Smoking in fashion as a promise of bodily experience


Diseases have always been fashionable. Tuberculosis brought us the fad of looking pale and skinny. Syphilis and it’s symptomatic light sensitivity and rotten noses brought us sunglasses and fake noses that were worn even by those not afflicted by the illness.
I won’t go into detail as to why disease becomes fashionable - first, I don’t really know, and then there’s a whole conference on it.

One point of interest for me is how a fashionable disease is a promise of a physical experience. Similar to a certain subset of internet memes I wrote about before, where a human or a non-human stand-in reminds the viewer of a bodily experience from everyday life.
Smoking in film and fashion can be interpreted in the same way - as a powerful, addictive, self-inflicted bodily experience, as a promise of being highly attentive to the body, the fingers, the mouth and the inside of the lungs.

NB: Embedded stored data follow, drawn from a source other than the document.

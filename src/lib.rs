//! ir_compiler library - deterministic IR-to-source compilers
//!
//! Two pipelines over JSON IRs produced by code-generating agents:
//!
//! - `schema`: relational schema IR → exhaustive validation → Prisma schema text
//! - `e2e`: test scenario IR → TypeScript end-to-end test function
//!
//! plus the command-line surface (`cli`, `commands`, `config`, `output`).

pub mod cli;
pub mod commands;
pub mod config;
pub mod dedup;
pub mod e2e;
pub mod input;
pub mod output;
pub mod schema;
pub mod utils;

#[macro_use]
pub mod test_macros;

#[cfg(test)]
pub mod test_utils;

pub use e2e::{validate_test_function, write_test_function};
pub use schema::{validate_schema, write_schema};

As smoking becomes much less acceptable socially - and to advertisers - the fashion photography looks for new ways to make the signifier more abstract - the models shown here are not-smoking emptied non-cigarettes.


It would be interesting to test which other bodily experiences could be promised by fashion - besides the obvious promises of eternal youth, sex and drugs. How about being uncomfortable? Being fat using a fabulous fat-suit? Freezing in the winter while wearing a down jacket with huge holes? Not being able to pee, as the process of unwrapping the clothes takes hours? Never being thirsty with a 12-liter water pack hidden in the garment? Feeling unprotected with sleeves that don’t allow your hands to touch your body, combined with an exposed belly?

Include some promise of bodily experience within your work. It changes things.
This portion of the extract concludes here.